How Beth Rodden Survived and Escaped Being Held Hostage During Rock Climbing Trip in Kyrgyzstan

“I had a pretty traumatic experience when I was 20, and so reliving and writing about a kidnapping was hard. It also provided an opportunity for me to really dive into therapy and work through a lot of things,” Beth Rodden says of her new autobiography.

When Beth Rodden set off on a hiking adventure across the world, she had no idea it would become the fight of her life. 

“It was a very harrowing time. I cried almost every hour that we were there. We were freezing and starving and just really terrified the whole time,” she tells Inside Edition Digital. “About two weeks into our trip we were shot at while we were on a wall, and we went down and it was apparent that we were being taken hostage."

Rodden and the group she was on a trip to Kyrgyzstan in 2000 were kidnapped and held hostage for six days, she says. The California climber was just 20 at the time.  

“I was thinking about my family, I was thinking about food, I was thinking about warmth. I was thinking about what was happening, how long were we going to be there? It was a constant blender of emotions,” she says. 

Rodden and her fellow hikers relied on each other to survive. Each day, they split half a protein bar amongst the group to stretch out their rations for as long as possible. The bars lasted until about the fourth day. 

"We we gave one to our captors as well," Rodden says. "The boys, which I think was really smart, thought that it would be a good tactic to try and have our captors think of us more than just human shields or ransom money or whatnot. To try and befriend them a little bit, so we shared with them."

On the sixth day, the group realized they had an opportunity to escape. 

“We were supposed to meet one of our other captures at the top of this ridge," she says. "And for climbers, it was a quite easy thing to get up. It was kind of like walking on a sidewalk, but for somebody who wasn't comfortable with climbing (like their captor), he'd ask us to help push his foot up or grab his hand. And so (one of the other hikers) went up and was able to push him off at the top of the ridge, and we were able to run to safety after that.”

They ran to the U.S. Embassy. “The two friends of ours that were there with us, John and Jason, they had gone on this really big trek earlier in the trip, and they knew there was this small ramshackle military outpost quite a ways down the valley," she says. "And so we ran down there and the Kyrgyzstan military was in that outpost. And so we went from that military base to a couple other ones and eventually made it to the American Embassy in the capital of Kyrgyzstan.”

It took a year for Rodden to have the courage to hike again. 

“Skirting death was a heroic thing, but admitting you were scared or having any fear was seen as a weakness. So it was something that I really struggled with because I had all this internal fear and nightmares,” she says. “I was scared of a lot of things, but I was too afraid to show it because I was afraid that I'd be made fun of in the community. So I was really ashamed of all that, and after a year or two, I just thought I needed to bury it as deep inside as possible.

Rodden revisits her past in her autobiography, “A Light Through the Cracks.” She became interested in rock climbing as a young teen after her dad took her to the gym. It was love at first sight and she became seriously invested in the sport. By 18, she was accredited with major sponsor deals.

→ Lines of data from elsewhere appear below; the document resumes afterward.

#[cfg(test)]
mod tests {
    use super::*;
    use crate::core::config::{AnalyticsConfig, PricingConfig, SemconvConfig};
    use crate::domain::semconv::LATEST_VERSION;
    use std::io::Write;
    use std::path::PathBuf;
    use tempfile::{NamedTempFile, TempDir};

    fn write(dir: &TempDir, name: &str, contents: &[u8]) -> PathBuf {
        let path = dir.path().join(name);
        std::fs::write(&path, contents).unwrap();
        path
    }

    fn app(prices: &NamedTempFile) -> CoreApp {
        CoreApp::init(AppConfig {
            pricing: PricingConfig {
                source: PricingSourceConfig::File(prices.path().to_path_buf()),
                refresh_minutes: 60,
            },
            semconv: SemconvConfig {
                version: LATEST_VERSION.to_string(),
            },
            analytics: AnalyticsConfig {
                timezone: chrono_tz::UTC,
            },
        })
        .unwrap()
    }

    fn price_file() -> NamedTempFile {
        let mut file = NamedTempFile::new().unwrap();
        write!(
            file,
            r#"{{"gpt-4": {{"input_cost_per_token": 0.00003, "output_cost_per_token": 0.00006}}}}"#
        )
        .unwrap();
        file
    }

    const SPANS: &str = r#"[
        {
            "trace_id": "t1", "span_id": "A", "name": "agent",
            "start_time": "2024-01-01T00:00:00Z", "end_time": "2024-01-01T00:00:03Z",
            "attributes": {"traceloop.span.kind": "agent"}
        },
        {
            "trace_id": "t1", "span_id": "B", "parent_id": "A", "name": "openai.chat",
            "start_time": "2024-01-01T00:00:01Z", "end_time": "2024-01-01T00:00:02Z",
            "attributes": {
                "gen_ai.request.model": "gpt-4",
                "gen_ai.usage.prompt_tokens": 2,
                "gen_ai.usage.completion_tokens": 1
            }
        }
    ]"#;

    #[tokio::test]
    async fn test_ingest_command_reports_spans_and_trees() {
        let prices = price_file();
        let dir = tempfile::tempdir().unwrap();
        let spans = write(&dir, "spans.json", SPANS.as_bytes());

        let output = app(&prices)
            .execute(Commands::Ingest { file: spans })
            .await
            .unwrap();

        assert_eq!(output["spans"].as_array().unwrap().len(), 2);
        let trace = &output["traces"][0];
        assert_eq!(trace["trace_id"], "t1");
        // children are keyed by display name
        assert!(trace["roots"]["A"]["children"]["openai.chat"].is_object());
        let root = output["spans"]
            .as_array()
            .unwrap()
            .iter()
            .find(|s| s["span_id"] == "A")
            .unwrap();
        assert!(root["parent_id"].is_null());
        let cost = root["attributes"]["ag.metrics.costs.cumulative.total"]
            .as_f64()
            .unwrap();
        assert!((cost - 120.0 / 1e6).abs() < 1e-12);
    }

    #[tokio::test]
    async fn test_background_sync_starts_and_stops() {
        let prices = price_file();
        let app = app(&prices);

        let sync = app.start_background_tasks().await;
        assert!(sync.is_some());
        // the table is loaded before any command runs
        assert!(app.pricing.lookup("gpt-4").is_some());
        assert!(!app.pricing.is_stale());

        app.shutdown(sync).await;
        assert!(*app.shutdown_tx.borrow());
    }

    #[tokio::test]
    async fn test_background_sync_disabled_for_zero_interval() {
        let prices = price_file();
        let mut config = app(&prices).config;
        config.pricing.refresh_minutes = 0;
        let app = CoreApp::init(config).unwrap();

        assert!(app.start_background_tasks().await.is_none());
        app.shutdown(None).await;
    }

    #[tokio::test]
    async fn test_query_and_analytics_commands() {
        let prices = price_file();
        let dir = tempfile::tempdir().unwrap();
        let spans = write(&dir, "spans.json", SPANS.as_bytes());
        let request = write(
            &dir,
            "request.json",
            br#"{"grouping": {"focus": "trace"}}"#,
        );

        let app = app(&prices);
        let output = app
            .execute(Commands::Query {
                spans: spans.clone(),
                request: Some(request),
            })
            .await
            .unwrap();
        assert_eq!(output["total"], 2);
        assert_eq!(output["results"]["focus"], "trace");

        let output = app
            .execute(Commands::Analytics {
                spans,
                request: None,
            })
            .await
            .unwrap();
        let buckets = output["buckets"].as_array().unwrap();
        assert_eq!(buckets.len(), 1);
        // the second ingest upserts the same two spans
        assert_eq!(buckets[0]["count"], 2);
    }

    #[tokio::test]
    async fn test_load_spans_from_protobuf() {
        use opentelemetry_proto::tonic::collector::trace::v1::ExportTraceServiceRequest;
        use opentelemetry_proto::tonic::trace::v1::{ResourceSpans, ScopeSpans, Span};
        use prost::Message;

        let request = ExportTraceServiceRequest {
            resource_spans: vec![ResourceSpans {
                scope_spans: vec![ScopeSpans {
                    spans: vec![Span {
                        trace_id: vec![7; 16],
                        span_id: vec![3; 8],
                        name: "root".to_string(),
                        start_time_unix_nano: 1_700_000_000_000_000_000,
                        end_time_unix_nano: 1_700_000_001_000_000_000,
                        ..Default::default()
                    }],
                    ..Default::default()
                }],
                ..Default::default()
            }],
        };
        let dir = tempfile::tempdir().unwrap();
        let path = write(&dir, "request.pb", &request.encode_to_vec());

        let spans = load_spans(&path).await.unwrap();
        assert_eq!(spans.len(), 1);
        assert_eq!(spans[0].span_id, "0303030303030303");
    }

    #[tokio::test]
    async fn test_load_errors_carry_context() {
        let dir = tempfile::tempdir().unwrap();
        let missing = dir.path().join("missing.json");
        let err = load_spans(&missing).await.unwrap_err();
        assert!(err.to_string().contains("Failed to read spans"));

        let garbage = write(&dir, "bad.json", b"{not json");
        let err = load_spans(&garbage).await.unwrap_err();
        assert!(err.to_string().contains("Failed to parse spans"));

        assert!(load_request(None).await.is_ok());
    }

    #[test]
    fn test_translate_keys() {
        let output = CoreApp::translate_keys(
            LATEST_VERSION,
            Vocabulary::OpenLlmetry,
            &["llm.top_k".to_string(), "not.a.vendor.key".to_string()],
        )
        .unwrap();
        assert_eq!(output["vocabulary"], "openllmetry");
        assert!(output["keys"]["llm.top_k"].as_str().unwrap().starts_with("ag."));
        assert!(output["keys"]["not.a.vendor.key"].is_null());

        assert!(CoreApp::translate_keys("0.0.1", Vocabulary::OpenLlmetry, &[]).is_err());
    }
}
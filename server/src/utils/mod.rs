//! Utility functions for the application

pub mod json;
pub mod otlp;
pub mod time;
//! Repository trait for span storage backends

use async_trait::async_trait;

use crate::data::error::DataError;
use crate::data::filters::FilterExpr;
use crate::data::types::{SpanNode, Windowing};

/// Storage collaborator for aggregated spans.
///
/// Spans are keyed by `(trace_id, span_id)`; writing an existing key
/// replaces it.
#[async_trait]
pub trait SpanRepository: Send + Sync {
    /// Upsert spans, returning how many were written.
    async fn create_spans(&self, spans: Vec<SpanNode>) -> Result<u64, DataError>;

    /// All spans of one trace in ingestion order.
    async fn read_spans_by_trace(&self, trace_id: &str) -> Result<Vec<SpanNode>, DataError>;

    /// Spans matching `filter` inside the window, sampled, ordered by start
    /// time and limited. The count is taken before the limit.
    async fn read_spans_by_filter(
        &self,
        filter: Option<&FilterExpr>,
        windowing: &Windowing,
    ) -> Result<(Vec<SpanNode>, u64), DataError>;

    /// Delete spans by span id, returning how many were removed.
    async fn delete_spans(&self, span_ids: &[String]) -> Result<u64, DataError>;
}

As Rodden became more experienced, she felt there was a void in the storytelling of some athletes. “It was these celebrated successes and achievements. And yes, there's the typical hero's journey where you rise and you fall and then you rise higher," Rodden says. "But I felt like there weren't that many human stories. And so once I started going through the messiness of being a human, I thought I would've really appreciated reading more stories like that, especially in our community and our sport.”

So, she went to work to put own story to print. “I had a pretty traumatic experience when I was 20, and so reliving and writing about a kidnapping was hard. It also provided an opportunity for me to really dive into therapy and work through a lot of things,” Rodden says. 

To this day, Rodden doesn’t know why they were held hostage. “We didn't speak their language and they didn't speak English. So anything that we got across was through hand gestures," she says. "But we can only guess that running across four Americans was probably a good opportunity for them.”